▶ _WORK REQUEST_
Show only those lines of the entries where the string "format" is found.

▶ _DATA SHOWN_
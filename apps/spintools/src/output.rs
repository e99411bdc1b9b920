//! Output rendering for theme checks, scope lists, and entry dumps.
//!
//! Supports `human` (default) and `json` outputs. The JSON form includes
//! per-item fields and a top-level summary.

use crate::theme::check::{CheckReport, ScopeConflict};
use crate::theme::Section;
use crate::utils;
use owo_colors::OwoColorize;
use serde_json::json;
use serde_json::Value as JsonVal;
use std::collections::BTreeMap;

fn use_colors(output: &str) -> bool {
    output != "json" && utils::colors_enabled()
}

fn print_json(value: &JsonVal) {
    match serde_json::to_string_pretty(value) {
        Ok(s) => println!("{}", s),
        Err(e) => eprintln!("{} {}", utils::error_prefix(), e),
    }
}

/// Print consistency-check results in the requested format.
pub fn print_check(res: &CheckReport, output: &str) {
    match output {
        "json" => print_json(&compose_check_json(res)),
        _ => {
            let color = use_colors(output);
            let file = if color {
                res.file.clone().bold().to_string()
            } else {
                res.file.clone()
            };
            println!("{} Checking all colors in {}", utils::info_prefix(), file);
            for c in &res.conflicts {
                let icon = if color {
                    "▲".yellow().to_string()
                } else {
                    "▲".to_string()
                };
                println!("{} {} DUPE color scope: {}", icon, utils::warn_prefix(), c.scope);
                for line in compose_conflict_lines(c) {
                    println!("{}", line);
                }
            }
            if res.conflicts.is_empty() {
                println!(
                    "{} NO DUPE color entries: no duplicate entries found",
                    utils::info_prefix()
                );
            }
            let summary = format!(
                "— Summary — scopes={} colors={} bindings={} conflicts={} self_conflicts={}",
                res.summary.scopes,
                res.summary.colors,
                res.summary.bindings,
                res.summary.conflicts,
                res.summary.self_conflicts
            );
            if color {
                println!("{}", summary.bold());
            } else {
                println!("{}", summary);
            }
        }
    }
}

/// Print every scope with the number of bindings naming it.
pub fn print_scopes(counts: &BTreeMap<String, usize>, output: &str) {
    match output {
        "json" => print_json(&compose_scopes_json(counts)),
        _ => {
            println!("{} {} scopes", utils::info_prefix(), counts.len());
            for (scope, n) in counts {
                println!("    {:>3}x {}", n, scope);
            }
        }
    }
}

/// Print entries grouped by section, then color.
pub fn print_entries(grouped: &BTreeMap<Section, BTreeMap<String, Vec<String>>>, output: &str) {
    match output {
        "json" => print_json(&compose_entries_json(grouped)),
        _ => {
            let color = use_colors(output);
            for (section, colors) in grouped {
                if color {
                    println!("{} {}", "---".cyan().bold(), section.as_str().bold());
                } else {
                    println!("--- {}", section);
                }
                for (value, scopes) in colors {
                    println!("  - color: {}", value);
                    for scope in scopes {
                        println!("    -- {}", scope);
                    }
                }
            }
        }
    }
}

/// Print where a canonical copy was written.
pub fn print_rewrite(target: &str, output: &str) {
    match output {
        "json" => print_json(&json!({ "rewrite": target })),
        _ => {
            if use_colors(output) {
                println!("{} {}", "✏️  rewrote:".green().bold(), target.bold());
            } else {
                println!("✏️  rewrote: {}", target);
            }
        }
    }
}

/// Detail lines printed under one DUPE group: every color with the
/// sections using it, then any rebinding inside a single section.
pub fn compose_conflict_lines(c: &ScopeConflict) -> Vec<String> {
    let mut lines: Vec<String> = c
        .colors
        .iter()
        .map(|cc| {
            let sections: Vec<&str> = cc.sections.iter().map(Section::as_str).collect();
            format!("    -- color: {} [{}]", cc.color, sections.join(", "))
        })
        .collect();
    for sc in &c.rebound {
        lines.push(format!(
            "    -- rebound within {}: {} -> {} (last wins)",
            sc.section, sc.previous, sc.current
        ));
    }
    lines
}

/// Compose check JSON object (pure) for testing/snapshot purposes.
pub fn compose_check_json(res: &CheckReport) -> JsonVal {
    serde_json::to_value(res).unwrap_or(JsonVal::Null)
}

pub fn compose_scopes_json(counts: &BTreeMap<String, usize>) -> JsonVal {
    let items: Vec<_> = counts
        .iter()
        .map(|(scope, n)| json!({ "scope": scope, "count": n }))
        .collect();
    json!({ "scopes": items, "summary": { "total": counts.len() } })
}

pub fn compose_entries_json(grouped: &BTreeMap<Section, BTreeMap<String, Vec<String>>>) -> JsonVal {
    let mut out = serde_json::Map::new();
    for (section, colors) in grouped {
        out.insert(section.as_str().to_string(), json!(colors));
    }
    JsonVal::Object(out)
}

#[cfg(test)]
mod tests {
    use super::*;
    use crate::theme::check::{check_consistency, entries_by_section, scope_counts};
    use crate::theme::ThemeIndex;
    use std::path::Path;

    fn index() -> ThemeIndex {
        ThemeIndex::parse_str(
            r##"{
  "colors": { "comment": "#888888" },
  "tokenColors": [ { "scope": ["comment", "string"], "settings": { "foreground": "#888888", "fontStyle": "italic" } } ]
}"##,
            Path::new("theme.json"),
        )
        .unwrap()
    }

    #[test]
    fn test_compose_check_json_shape() {
        let out = compose_check_json(&check_consistency(&index()));
        assert_eq!(out["file"], "theme.json");
        assert_eq!(out["summary"]["conflicts"], 1);
        assert_eq!(out["conflicts"][0]["scope"], "comment");
        assert_eq!(out["conflicts"][0]["colors"][1]["color"], "#888888 italic");
        assert_eq!(out["conflicts"][0]["colors"][1]["sections"][0], "tokenColors");
    }

    #[test]
    fn test_rebinding_is_listed_inside_its_dupe_group() {
        let idx = ThemeIndex::parse_str(
            r##"{
  "tokenColors": [
    { "scope": "keyword", "settings": { "foreground": "#111111" } },
    { "scope": "keyword", "settings": { "foreground": "#222222" } }
  ]
}"##,
            Path::new("theme.json"),
        )
        .unwrap();
        let res = check_consistency(&idx);
        assert_eq!(res.conflicts.len(), 1);
        let lines = compose_conflict_lines(&res.conflicts[0]);
        assert_eq!(
            lines,
            vec![
                "    -- color: #111111 [tokenColors]",
                "    -- color: #222222 [tokenColors]",
                "    -- rebound within tokenColors: #111111 -> #222222 (last wins)",
            ]
        );
        let out = compose_check_json(&res);
        assert_eq!(out["conflicts"][0]["rebound"][0]["current"], "#222222");
        assert!(out.get("self_conflicts").is_none());
    }

    #[test]
    fn test_compose_scopes_and_entries_json() {
        let idx = index();
        let scopes = compose_scopes_json(&scope_counts(&idx));
        assert_eq!(scopes["summary"]["total"], 2);
        assert_eq!(scopes["scopes"][0]["scope"], "comment");
        assert_eq!(scopes["scopes"][0]["count"], 2);
        let entries = compose_entries_json(&entries_by_section(&idx));
        assert_eq!(entries["tokenColors"]["#888888 italic"][1], "string");
        assert_eq!(entries["colors"]["#888888"][0], "comment");
    }
}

▶ _OUTPUT OF THE EXERCISE_
/// Print consistency-check results in the requested format.
            let summary = format!(
            format!("    -- color: {} [{}]", cc.color, sections.join(", "))
        lines.push(format!(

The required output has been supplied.